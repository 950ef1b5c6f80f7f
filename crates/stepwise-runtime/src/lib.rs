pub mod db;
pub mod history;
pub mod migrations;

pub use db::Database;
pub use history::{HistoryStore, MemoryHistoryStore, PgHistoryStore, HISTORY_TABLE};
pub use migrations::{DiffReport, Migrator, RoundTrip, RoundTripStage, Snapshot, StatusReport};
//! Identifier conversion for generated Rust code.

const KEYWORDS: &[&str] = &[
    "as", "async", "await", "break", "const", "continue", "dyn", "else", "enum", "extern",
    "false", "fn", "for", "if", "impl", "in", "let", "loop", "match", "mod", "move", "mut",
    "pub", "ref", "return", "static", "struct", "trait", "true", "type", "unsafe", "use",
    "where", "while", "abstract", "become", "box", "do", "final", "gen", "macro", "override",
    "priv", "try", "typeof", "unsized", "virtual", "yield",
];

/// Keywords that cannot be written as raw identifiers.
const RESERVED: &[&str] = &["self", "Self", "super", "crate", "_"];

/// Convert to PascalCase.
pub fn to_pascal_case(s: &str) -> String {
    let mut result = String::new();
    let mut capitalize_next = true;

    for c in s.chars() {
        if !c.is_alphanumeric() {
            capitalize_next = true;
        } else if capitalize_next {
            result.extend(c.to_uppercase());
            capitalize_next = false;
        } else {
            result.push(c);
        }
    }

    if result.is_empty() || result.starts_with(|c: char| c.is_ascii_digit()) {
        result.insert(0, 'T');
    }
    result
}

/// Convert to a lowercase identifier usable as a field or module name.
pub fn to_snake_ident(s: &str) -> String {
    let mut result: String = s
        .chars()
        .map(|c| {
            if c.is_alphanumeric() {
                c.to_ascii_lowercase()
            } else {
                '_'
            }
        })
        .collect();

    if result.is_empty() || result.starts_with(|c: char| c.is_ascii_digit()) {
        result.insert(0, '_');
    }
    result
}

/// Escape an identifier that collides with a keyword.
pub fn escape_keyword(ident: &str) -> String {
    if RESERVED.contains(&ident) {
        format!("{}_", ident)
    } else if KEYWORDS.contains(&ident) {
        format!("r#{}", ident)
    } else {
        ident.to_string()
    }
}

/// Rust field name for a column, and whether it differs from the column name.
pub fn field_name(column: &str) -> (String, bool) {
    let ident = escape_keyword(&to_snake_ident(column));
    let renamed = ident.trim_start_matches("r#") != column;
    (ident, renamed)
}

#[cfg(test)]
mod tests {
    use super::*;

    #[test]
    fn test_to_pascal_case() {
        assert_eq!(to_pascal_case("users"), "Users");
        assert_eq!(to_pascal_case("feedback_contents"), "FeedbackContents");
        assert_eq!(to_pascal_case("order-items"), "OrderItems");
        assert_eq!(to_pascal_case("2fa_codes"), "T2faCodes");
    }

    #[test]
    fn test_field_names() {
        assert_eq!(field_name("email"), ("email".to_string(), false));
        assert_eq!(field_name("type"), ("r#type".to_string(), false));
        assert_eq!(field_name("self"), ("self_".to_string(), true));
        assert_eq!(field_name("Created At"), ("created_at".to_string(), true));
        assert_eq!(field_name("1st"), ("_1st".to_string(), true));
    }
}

◇ ◇ ◇ ◇ ◇

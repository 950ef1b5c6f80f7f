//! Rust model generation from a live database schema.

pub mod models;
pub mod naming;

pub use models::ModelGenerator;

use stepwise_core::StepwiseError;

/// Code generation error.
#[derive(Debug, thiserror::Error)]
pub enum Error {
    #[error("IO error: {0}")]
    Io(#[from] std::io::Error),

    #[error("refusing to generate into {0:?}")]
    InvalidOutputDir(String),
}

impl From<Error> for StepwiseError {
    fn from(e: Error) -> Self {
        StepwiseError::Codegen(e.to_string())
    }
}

◇ ◇ ◇ ◇ ◇

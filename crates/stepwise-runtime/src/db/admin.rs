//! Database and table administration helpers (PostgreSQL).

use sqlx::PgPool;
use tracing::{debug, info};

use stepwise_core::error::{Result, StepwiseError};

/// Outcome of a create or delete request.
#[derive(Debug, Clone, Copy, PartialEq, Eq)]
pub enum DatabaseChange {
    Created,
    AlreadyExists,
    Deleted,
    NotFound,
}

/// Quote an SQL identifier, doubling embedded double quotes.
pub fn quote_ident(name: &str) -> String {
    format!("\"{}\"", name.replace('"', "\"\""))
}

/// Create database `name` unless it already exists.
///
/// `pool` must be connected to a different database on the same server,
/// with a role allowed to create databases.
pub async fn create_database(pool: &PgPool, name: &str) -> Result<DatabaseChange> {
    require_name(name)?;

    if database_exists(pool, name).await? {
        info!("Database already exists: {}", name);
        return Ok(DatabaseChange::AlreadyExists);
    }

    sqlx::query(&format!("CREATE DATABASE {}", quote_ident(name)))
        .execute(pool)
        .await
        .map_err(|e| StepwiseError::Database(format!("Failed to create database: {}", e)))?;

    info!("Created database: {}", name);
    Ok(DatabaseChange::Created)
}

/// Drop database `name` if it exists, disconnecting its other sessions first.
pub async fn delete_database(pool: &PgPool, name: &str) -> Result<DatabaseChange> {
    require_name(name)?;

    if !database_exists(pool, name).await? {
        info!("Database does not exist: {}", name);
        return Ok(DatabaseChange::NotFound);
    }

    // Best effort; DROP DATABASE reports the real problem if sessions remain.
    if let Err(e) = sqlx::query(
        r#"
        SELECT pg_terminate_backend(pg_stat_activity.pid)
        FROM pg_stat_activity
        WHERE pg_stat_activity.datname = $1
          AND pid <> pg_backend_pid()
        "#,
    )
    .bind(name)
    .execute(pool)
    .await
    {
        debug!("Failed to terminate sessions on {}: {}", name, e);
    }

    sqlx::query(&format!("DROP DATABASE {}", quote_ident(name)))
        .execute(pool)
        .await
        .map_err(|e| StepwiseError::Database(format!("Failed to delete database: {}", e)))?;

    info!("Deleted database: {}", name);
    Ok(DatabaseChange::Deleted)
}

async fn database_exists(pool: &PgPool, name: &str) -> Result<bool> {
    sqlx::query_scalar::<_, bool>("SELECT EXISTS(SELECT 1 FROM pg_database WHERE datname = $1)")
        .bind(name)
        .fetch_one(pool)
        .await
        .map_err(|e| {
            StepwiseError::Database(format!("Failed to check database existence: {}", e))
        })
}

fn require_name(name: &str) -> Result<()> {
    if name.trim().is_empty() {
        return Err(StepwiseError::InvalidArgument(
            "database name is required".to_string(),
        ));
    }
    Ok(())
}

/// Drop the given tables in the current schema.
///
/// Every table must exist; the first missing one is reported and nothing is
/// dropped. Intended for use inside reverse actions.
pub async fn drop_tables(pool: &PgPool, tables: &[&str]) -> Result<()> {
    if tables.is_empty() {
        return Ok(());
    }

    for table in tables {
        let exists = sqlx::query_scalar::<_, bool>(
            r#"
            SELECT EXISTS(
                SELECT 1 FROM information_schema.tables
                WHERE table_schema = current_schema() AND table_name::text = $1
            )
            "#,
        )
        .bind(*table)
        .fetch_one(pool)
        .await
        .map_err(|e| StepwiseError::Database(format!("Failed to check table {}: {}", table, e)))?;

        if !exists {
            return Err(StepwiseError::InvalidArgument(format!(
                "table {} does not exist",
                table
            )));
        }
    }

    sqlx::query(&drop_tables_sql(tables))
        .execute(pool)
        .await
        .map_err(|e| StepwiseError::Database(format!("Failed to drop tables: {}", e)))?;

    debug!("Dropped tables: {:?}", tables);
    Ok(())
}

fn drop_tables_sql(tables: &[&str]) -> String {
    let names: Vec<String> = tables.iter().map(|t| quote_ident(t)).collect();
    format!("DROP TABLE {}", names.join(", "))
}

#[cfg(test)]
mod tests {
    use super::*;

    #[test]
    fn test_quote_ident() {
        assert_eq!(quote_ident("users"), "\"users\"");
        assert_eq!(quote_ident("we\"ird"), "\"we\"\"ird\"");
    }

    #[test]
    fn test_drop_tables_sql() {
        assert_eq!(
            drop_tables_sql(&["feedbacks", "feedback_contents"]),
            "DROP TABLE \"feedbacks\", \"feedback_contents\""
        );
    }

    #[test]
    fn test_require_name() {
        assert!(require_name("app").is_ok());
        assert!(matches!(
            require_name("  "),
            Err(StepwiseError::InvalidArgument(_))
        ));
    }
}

◇ ◇ ◇ ◇ ◇

> Work instruction: Write down every line of the data above that includes the string "StepwiseError".

> Exercise result:
use stepwise_core::StepwiseError;
impl From<Error> for StepwiseError {
        StepwiseError::Codegen(e.to_string())
use stepwise_core::error::{Result, StepwiseError};
        .map_err(|e| StepwiseError::Database(format!("Failed to create database: {}", e)))?;
        .map_err(|e| StepwiseError::Database(format!("Failed to delete database: {}", e)))?;
            StepwiseError::Database(format!("Failed to check database existence: {}", e))
        return Err(StepwiseError::InvalidArgument(
        .map_err(|e| StepwiseError::Database(format!("Failed to check table {}: {}", table, e)))?;
            return Err(StepwiseError::InvalidArgument(format!(
        .map_err(|e| StepwiseError::Database(format!("Failed to drop tables: {}", e)))?;
            Err(StepwiseError::InvalidArgument(_))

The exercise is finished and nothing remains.